Harvard graduates have developed a soccer ball that’s generating energy — and a whole lot of buzz.
So there’s this soccer ball that’s more than a toy. Created in 2008 by four Harvard students (none of whom was an engineer), it captures kinetic energy when kicked and then releases that energy into, say, an LED lightbulb. A child in Africa who had no electricity in his home — just the kind of kid the ball is intended for — called it “magic” when interviewed on CNN. Popular Mechanics
called it a breakthrough innovation. Some early investors in the ball’s production called it “a kitschy gadget.” And the company behind the ball, which is run by two women under the age of 25, decided to call it the Soccket.

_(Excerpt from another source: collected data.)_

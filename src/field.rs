//! The particle field simulator.
//!
//! A [`ParticleField`] owns a fixed set of particles and the surface they are
//! drawn on. Each [`step`](ParticleField::step) runs the four passes of a
//! frame in order:
//!
//! 1. **clear** the surface
//! 2. **update** every particle: integrate, wrap, pointer repulsion, damping
//! 3. **connect** every near pair with a fading line
//! 4. **draw** every particle as a perspective-scaled glowing disc
//!
//! Scheduling is not the field's concern; see
//! [`AnimationLoop`](crate::AnimationLoop) for the visibility-gated frame
//! loop that calls `step`.
//!
//! # Inert fields
//!
//! A field built without a surface is inert: it holds no particles and every
//! operation is a no-op. Hosts use this when the canvas they were pointed at
//! does not exist, so a missing element never surfaces as an error. A field
//! handed an invalid configuration goes inert the same way instead of drawing
//! NaN-sized discs.

use crate::config::FieldConfig;
use crate::forces::{damp, link_opacity, perspective_scale, repulsion, wrap};
use crate::particle::Particle;
use crate::spawn::SpawnContext;
use crate::surface::Surface;
use glam::Vec2;

/// A cursor-reactive particle field bound to one drawing surface.
pub struct ParticleField<S: Surface> {
    surface: Option<S>,
    config: FieldConfig,
    particles: Vec<Particle>,
    pointer: Vec2,
    frame: u64,
}

impl<S: Surface> ParticleField<S> {
    /// Create a field on `surface`, sized to `viewport`, with a freshly
    /// spawned particle set.
    ///
    /// Passing `None` creates an inert field. So does a config that fails
    /// [`FieldConfig::validate`]; the rejection is logged as a warning.
    pub fn new(surface: Option<S>, config: FieldConfig, viewport: (u32, u32)) -> Self {
        let surface = match config.validate() {
            Ok(()) => surface,
            Err(e) => {
                log::warn!("{}; particle field stays inert", e);
                None
            }
        };
        let mut field = Self {
            surface,
            config,
            particles: Vec::new(),
            pointer: Vec2::ZERO,
            frame: 0,
        };
        if field.surface.is_some() {
            field.reinitialize(viewport);
        } else {
            log::debug!("particle field created without a surface; staying inert");
        }
        field
    }

    /// Create a field around a prepared particle set.
    ///
    /// The surface keeps its current size. Useful for deterministic scenes.
    pub fn from_particles(surface: S, config: FieldConfig, particles: Vec<Particle>) -> Self {
        Self {
            surface: Some(surface),
            config,
            particles,
            pointer: Vec2::ZERO,
            frame: 0,
        }
    }

    /// Resize the surface to `viewport` and respawn every particle.
    pub fn reinitialize(&mut self, viewport: (u32, u32)) {
        let Some(surface) = self.surface.as_mut() else {
            return;
        };
        surface.resize(viewport.0, viewport.1);
        let mut ctx = SpawnContext::for_config(&self.config);
        self.particles = ctx.spawn_all(&self.config, viewport.0 as f32, viewport.1 as f32);
        log::debug!(
            "spawned {} particles over {}x{}",
            self.particles.len(),
            viewport.0,
            viewport.1
        );
    }

    /// Resize the surface. Particles keep their positions and wrap into the
    /// new bounds on the next update.
    pub fn resize(&mut self, width: u32, height: u32) {
        if let Some(surface) = self.surface.as_mut() {
            surface.resize(width, height);
        }
    }

    /// Move the repulsion center.
    #[inline]
    pub fn set_pointer(&mut self, pointer: Vec2) {
        self.pointer = pointer;
    }

    /// Last known pointer position.
    #[inline]
    pub fn pointer(&self) -> Vec2 {
        self.pointer
    }

    /// Whether the field was created without a surface.
    #[inline]
    pub fn is_inert(&self) -> bool {
        self.surface.is_none()
    }

    /// Read-only view of the particles.
    #[inline]
    pub fn particles(&self) -> &[Particle] {
        &self.particles
    }

    /// The configuration the field was built with.
    #[inline]
    pub fn config(&self) -> &FieldConfig {
        &self.config
    }

    /// The drawing surface, if any.
    #[inline]
    pub fn surface(&self) -> Option<&S> {
        self.surface.as_ref()
    }

    /// Surface size, `(0, 0)` when inert.
    pub fn size(&self) -> (u32, u32) {
        self.surface.as_ref().map(|s| s.size()).unwrap_or((0, 0))
    }

    /// Number of completed frame steps.
    #[inline]
    pub fn frame_count(&self) -> u64 {
        self.frame
    }

    /// Run one full frame: clear, update, connect, draw.
    pub fn step(&mut self) {
        let Some(surface) = self.surface.as_mut() else {
            return;
        };
        surface.clear();
        self.update();
        self.connect();
        self.draw();
        self.frame += 1;
    }

    /// Advance every particle by one frame.
    pub fn update(&mut self) {
        let (width, height) = self.size();
        let (width, height) = (width as f32, height as f32);
        let FieldConfig {
            depth,
            repel_radius,
            repel_strength,
            repel_falloff,
            damping,
            ..
        } = self.config;
        let pointer = self.pointer;

        for p in &mut self.particles {
            p.position += p.velocity;

            p.position.x = wrap(p.position.x, width);
            p.position.y = wrap(p.position.y, height);
            p.position.z = wrap(p.position.z, depth);

            let push = repulsion(p.planar(), pointer, repel_radius, repel_strength, repel_falloff);
            let planar = damp(p.velocity.truncate() + push, damping);
            p.velocity.x = planar.x;
            p.velocity.y = planar.y;
        }
    }

    /// Draw a line between every pair of particles closer than the link radius.
    pub fn connect(&mut self) {
        let Some(surface) = self.surface.as_mut() else {
            return;
        };
        let links = self.config.links;
        let radius_sq = links.radius * links.radius;

        for (i, a) in self.particles.iter().enumerate() {
            for b in &self.particles[i + 1..] {
                let (pa, pb) = (a.planar(), b.planar());
                let dist_sq = pa.distance_squared(pb);
                if dist_sq >= radius_sq {
                    continue;
                }
                let opacity = link_opacity(dist_sq.sqrt(), links.radius, links.max_opacity);
                surface.stroke_line(pa, pb, links.color.with_alpha(opacity), links.width);
            }
        }
    }

    /// Draw every particle, nearer ones larger and brighter-glowing.
    pub fn draw(&mut self) {
        let Some(surface) = self.surface.as_mut() else {
            return;
        };
        let depth = self.config.depth;
        let glow = self.config.glow.blur;

        for p in &self.particles {
            let scale = perspective_scale(p.position.z, depth);
            surface.fill_disc(p.planar(), p.size * scale, p.color(), glow * scale);
        }
    }
}

#[cfg(test)]
mod tests {
    use super::*;
    use crate::surface::{DrawCommand, Recorder};
    use crate::visuals::Rgba;
    use glam::Vec3;

    fn seeded() -> FieldConfig {
        FieldConfig::default().with_seed(5)
    }

    #[test]
    fn test_new_spawns_configured_count() {
        let field = ParticleField::new(Some(Recorder::new(0, 0)), seeded(), (800, 600));
        assert_eq!(field.particles().len(), 100);
        assert_eq!(field.size(), (800, 600));
        assert!(!field.is_inert());
    }

    #[test]
    fn test_inert_field_does_nothing() {
        let mut field: ParticleField<Recorder> = ParticleField::new(None, seeded(), (800, 600));
        assert!(field.is_inert());
        assert!(field.particles().is_empty());
        field.step();
        field.reinitialize((100, 100));
        assert_eq!(field.frame_count(), 0);
        assert!(field.particles().is_empty());
        assert_eq!(field.size(), (0, 0));
    }

    #[test]
    fn test_invalid_config_yields_inert_field() {
        let config = seeded().with_depth(0.0);
        let mut field = ParticleField::new(Some(Recorder::new(0, 0)), config, (800, 600));
        assert!(field.is_inert());
        for _ in 0..10 {
            field.step();
        }
        assert!(field.particles().is_empty());
        assert_eq!(field.frame_count(), 0);
        assert!(field.surface().is_none());
    }

    #[test]
    fn test_step_draws_every_particle() {
        let mut field = ParticleField::new(Some(Recorder::new(0, 0)), seeded(), (800, 600));
        field.step();
        let rec = field.surface().unwrap();
        assert_eq!(rec.clear_count(), 1);
        assert_eq!(rec.discs().count(), 100);
        assert_eq!(field.frame_count(), 1);
    }

    #[test]
    fn test_resize_keeps_particles() {
        let mut field = ParticleField::new(Some(Recorder::new(0, 0)), seeded(), (800, 600));
        let before = field.particles().to_vec();
        field.resize(400, 300);
        assert_eq!(field.particles(), &before[..]);
        field.update();
        for p in field.particles() {
            assert!((0.0..400.0).contains(&p.position.x));
            assert!((0.0..300.0).contains(&p.position.y));
        }
    }

    #[test]
    fn test_reinitialize_respawns() {
        let config = FieldConfig::default().with_particle_count(12);
        let mut field = ParticleField::new(Some(Recorder::new(0, 0)), config, (800, 600));
        field.reinitialize((50, 40));
        assert_eq!(field.particles().len(), 12);
        for p in field.particles() {
            assert!(p.position.x < 50.0 && p.position.y < 40.0);
        }
    }

    #[test]
    fn test_depth_is_not_damped() {
        let color = Rgba::BLACK;
        let particle = Particle::new(Vec3::new(500.0, 500.0, 10.0), Vec3::new(0.1, 0.1, 0.5), 1.0, color);
        let mut field = ParticleField::from_particles(Recorder::new(1000, 1000), FieldConfig::default(), vec![particle]);
        field.set_pointer(Vec2::new(-1000.0, -1000.0));
        field.update();
        let p = field.particles()[0];
        assert_eq!(p.velocity.z, 0.5);
        assert!((p.velocity.x - 0.099).abs() < 1e-6);
    }

    #[test]
    fn test_draw_scales_with_depth() {
        let near = Particle::new(Vec3::new(10.0, 10.0, 0.0), Vec3::ZERO, 2.0, Rgba::BLACK);
        let far = Particle::new(Vec3::new(500.0, 500.0, 1000.0 - 1e-3), Vec3::ZERO, 2.0, Rgba::BLACK);
        let mut field = ParticleField::from_particles(Recorder::new(1000, 1000), FieldConfig::default(), vec![near, far]);
        field.draw();
        let radii: Vec<(f32, f32)> = field
            .surface()
            .unwrap()
            .discs()
            .map(|c| match c {
                DrawCommand::Disc { radius, glow, .. } => (*radius, *glow),
                _ => unreachable!(),
            })
            .collect();
        assert_eq!(radii[0], (2.0, 10.0));
        assert!(radii[1].0 < 1.001 && radii[1].0 > 0.999);
    }
}
//! Software rasterizer surface.
//!
//! [`Pixmap`] draws the field into an RGBA8 buffer on the CPU. The native
//! preview uploads that buffer to a GPU texture each frame, and headless runs
//! export it to PNG.

use crate::error::ExportError;
use crate::surface::Surface;
use crate::visuals::Rgba;
use glam::Vec2;
use std::path::Path;

/// Share of the particle alpha used at the inner edge of its glow halo.
const GLOW_INTENSITY: f32 = 0.35;

/// An RGBA8 pixel buffer that implements [`Surface`].
///
/// Drawing uses straight-alpha source-over blending with anti-aliased edges.
#[derive(Debug, Clone)]
pub struct Pixmap {
    width: u32,
    height: u32,
    background: Rgba,
    pixels: Vec<[u8; 4]>,
}

impl Pixmap {
    /// Create a transparent pixmap.
    pub fn new(width: u32, height: u32) -> Self {
        Self::with_background(width, height, Rgba::TRANSPARENT)
    }

    /// Create a pixmap that clears to `background`.
    pub fn with_background(width: u32, height: u32, background: Rgba) -> Self {
        Self {
            width,
            height,
            background,
            pixels: vec![background.to_rgba8(); (width as usize) * (height as usize)],
        }
    }

    /// Color `clear` fills with.
    pub fn background(&self) -> Rgba {
        self.background
    }

    /// Pixel at `(x, y)`, or `None` outside the buffer.
    pub fn pixel(&self, x: u32, y: u32) -> Option<[u8; 4]> {
        if x < self.width && y < self.height {
            Some(self.pixels[(y * self.width + x) as usize])
        } else {
            None
        }
    }

    /// Raw pixel bytes, row-major RGBA8.
    pub fn as_bytes(&self) -> &[u8] {
        bytemuck::cast_slice(&self.pixels)
    }

    /// Copy into an `image` buffer.
    pub fn to_image(&self) -> Result<image::RgbaImage, ExportError> {
        let bytes = self.as_bytes().to_vec();
        let len = bytes.len();
        image::RgbaImage::from_raw(self.width, self.height, bytes).ok_or(ExportError::BufferSize {
            width: self.width,
            height: self.height,
            len,
        })
    }

    /// Encode as PNG and write to `path`.
    pub fn save_png(&self, path: impl AsRef<Path>) -> Result<(), ExportError> {
        let img = self.to_image()?;
        img.save_with_format(path, image::ImageFormat::Png)?;
        Ok(())
    }

    /// Blend `color` scaled by `coverage` over the pixel at `(x, y)`.
    fn blend(&mut self, x: i64, y: i64, color: Rgba, coverage: f32) {
        if x < 0 || y < 0 || x >= self.width as i64 || y >= self.height as i64 {
            return;
        }
        let sa = (color.a * coverage).clamp(0.0, 1.0);
        if sa <= 0.0 {
            return;
        }
        let idx = (y as usize) * (self.width as usize) + x as usize;
        let dst = self.pixels[idx];
        let da = dst[3] as f32 / 255.0;
        let out_a = sa + da * (1.0 - sa);
        let channel = |s: f32, d: u8| {
            let d = d as f32 / 255.0;
            ((s * sa + d * da * (1.0 - sa)) / out_a * 255.0).round().clamp(0.0, 255.0) as u8
        };
        self.pixels[idx] = [
            channel(color.r, dst[0]),
            channel(color.g, dst[1]),
            channel(color.b, dst[2]),
            (out_a * 255.0).round() as u8,
        ];
    }

    /// Pixel bounds `[x0, x1] x [y0, y1]` of a box, clipped to the buffer.
    fn clip(&self, min: Vec2, max: Vec2) -> Option<(i64, i64, i64, i64)> {
        if self.width == 0 || self.height == 0 {
            return None;
        }
        let x0 = (min.x.floor() as i64).max(0);
        let y0 = (min.y.floor() as i64).max(0);
        let x1 = (max.x.ceil() as i64).min(self.width as i64 - 1);
        let y1 = (max.y.ceil() as i64).min(self.height as i64 - 1);
        (x0 <= x1 && y0 <= y1).then_some((x0, y0, x1, y1))
    }
}

impl Surface for Pixmap {
    fn size(&self) -> (u32, u32) {
        (self.width, self.height)
    }

    fn resize(&mut self, width: u32, height: u32) {
        self.width = width;
        self.height = height;
        self.pixels = vec![self.background.to_rgba8(); (width as usize) * (height as usize)];
    }

    fn clear(&mut self) {
        let bg = self.background.to_rgba8();
        self.pixels.fill(bg);
    }

    fn stroke_line(&mut self, from: Vec2, to: Vec2, color: Rgba, width: f32) {
        let half = (width * 0.5).max(0.5);
        let pad = Vec2::splat(half + 1.0);
        let Some((x0, y0, x1, y1)) = self.clip(from.min(to) - pad, from.max(to) + pad) else {
            return;
        };
        let seg = to - from;
        let len_sq = seg.length_squared();
        for y in y0..=y1 {
            for x in x0..=x1 {
                let p = Vec2::new(x as f32 + 0.5, y as f32 + 0.5);
                let t = if len_sq > 0.0 {
                    ((p - from).dot(seg) / len_sq).clamp(0.0, 1.0)
                } else {
                    0.0
                };
                let dist = p.distance(from + seg * t);
                let coverage = (half + 0.5 - dist).clamp(0.0, 1.0);
                if coverage > 0.0 {
                    self.blend(x, y, color, coverage);
                }
            }
        }
    }

    fn fill_disc(&mut self, center: Vec2, radius: f32, color: Rgba, glow: f32) {
        let glow = glow.max(0.0);
        let reach = radius + glow + 1.0;
        let Some((x0, y0, x1, y1)) = self.clip(center - Vec2::splat(reach), center + Vec2::splat(reach)) else {
            return;
        };
        for y in y0..=y1 {
            for x in x0..=x1 {
                let p = Vec2::new(x as f32 + 0.5, y as f32 + 0.5);
                let dist = p.distance(center);
                let body = (radius + 0.5 - dist).clamp(0.0, 1.0);
                let halo = if glow > 0.0 && dist > radius {
                    let t = (1.0 - (dist - radius) / glow).clamp(0.0, 1.0);
                    t * t * GLOW_INTENSITY
                } else {
                    0.0
                };
                let coverage = body.max(halo);
                if coverage > 0.0 {
                    self.blend(x, y, color, coverage);
                }
            }
        }
    }
}

#[cfg(test)]
mod tests {
    use super::*;

    #[test]
    fn test_clear_resets_every_pixel() {
        let bg = Rgba::rgb8(10, 14, 39, 1.0);
        let mut pix = Pixmap::with_background(8, 8, bg);
        pix.fill_disc(Vec2::new(4.0, 4.0), 3.0, Rgba::rgb8(255, 0, 0, 1.0), 0.0);
        pix.clear();
        for y in 0..8 {
            for x in 0..8 {
                assert_eq!(pix.pixel(x, y), Some(bg.to_rgba8()));
            }
        }
    }

    #[test]
    fn test_disc_colors_center() {
        let mut pix = Pixmap::with_background(16, 16, Rgba::BLACK);
        pix.fill_disc(Vec2::new(8.0, 8.0), 3.0, Rgba::rgb8(0, 212, 255, 1.0), 4.0);
        assert_eq!(pix.pixel(8, 8), Some([0, 212, 255, 255]));
        // Far corner stays untouched.
        assert_eq!(pix.pixel(0, 0), Some([0, 0, 0, 255]));
    }

    #[test]
    fn test_line_covers_midpoint() {
        let mut pix = Pixmap::new(20, 5);
        pix.stroke_line(Vec2::new(0.0, 2.5), Vec2::new(20.0, 2.5), Rgba::rgb8(74, 158, 255, 0.5), 1.0);
        let mid = pix.pixel(10, 2).unwrap();
        assert!(mid[3] > 0);
        assert_eq!(pix.pixel(10, 0).unwrap()[3], 0);
    }

    #[test]
    fn test_zero_sized_accepts_everything() {
        let mut pix = Pixmap::new(0, 0);
        pix.clear();
        pix.fill_disc(Vec2::ZERO, 5.0, Rgba::BLACK, 10.0);
        pix.stroke_line(Vec2::ZERO, Vec2::ONE, Rgba::BLACK, 1.0);
        assert!(pix.as_bytes().is_empty());
        assert!(pix.pixel(0, 0).is_none());
    }

    #[test]
    fn test_resize_and_export() {
        let mut pix = Pixmap::new(4, 4);
        pix.resize(6, 3);
        assert_eq!(pix.size(), (6, 3));
        assert_eq!(pix.as_bytes().len(), 6 * 3 * 4);
        let img = pix.to_image().unwrap();
        assert_eq!(img.dimensions(), (6, 3));
    }
}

But for those young women and the investors they are lining up to back their venture into international business and social philanthropy, the question now is can you — or should you — call it profitable? Put another way: Can you do good business and do good at the same time?
That’s what Jessica O. Matthews and ?Julia Silverman — two of the Harvard students who created the Soccket — are finding out. Moved by an overwhelmingly positive reaction to their creation and by initial grant funding from the likes of the Clinton Global Initiative University, the two decided last year to leave their jobs — their first after college — and make a full-time business out of the invention. Their co-creators, Jessica Lin and Hemali Thakkar, did not make the same decision.
“After we all graduated, it really wasn’t clear what was going to happen with this ball,” says Silverman, 23. “So we all got other jobs. But by January 2011, there was still so much interest that we had a conversation that ended with someone saying, ‘OK, if this is really going to work, someone is going to have to quit and do this full time. Who is stupid enough to do that?’ Jess and I raised our hands.”
They then opened their wallets. Matthews and Silverman poured all of their personal savings into the new venture, which they called Uncharted Play. They also borrowed cash from family members and worked out of donated office space near Freedom Tower in Manhattan. From there, Matthews and Silverman crafted a business plan and have been shopping it to investors. They hope to raise somewhere between $2 million and $4 million. Maybe more.
But those millions aren’t grants or donations; the investors are being promised a return. That might be the last thing you’d expect from an organization whose mission statement is, “To create fun products and services that allow people to rethink the function of play both as a tool to address major issues facing society today and as a way to keep joy at the forefront of our lives.” Forgiving that mouthful of a sentence, that’s still an awfully touchy-feely sentiment for a for-profit company, isn’t it?
Perhaps. But that’s why Uncharted Play applied for registration in New York state as a Benefit Corporation — a new kind of company that allows for-profit organizations to pursue not only money from investors but also social good. “In a benefit corporation,” Silverman says, “officers of the company can make critical business decisions based on their social and environmental impact rather than their impact on the bottom line.” To that end, Silverman granted herself the title of chief social officer at Uncharted Play — making her responsible for the company’s impact on society. Matthews is the CEO.
“I come from more of a social-?development side, and Jess comes from more of an economics and business side,” Silverman says. “We are both trying to adapt to the other. We want to have both components in the company. The social-impact aspect is just as important as the business impact.”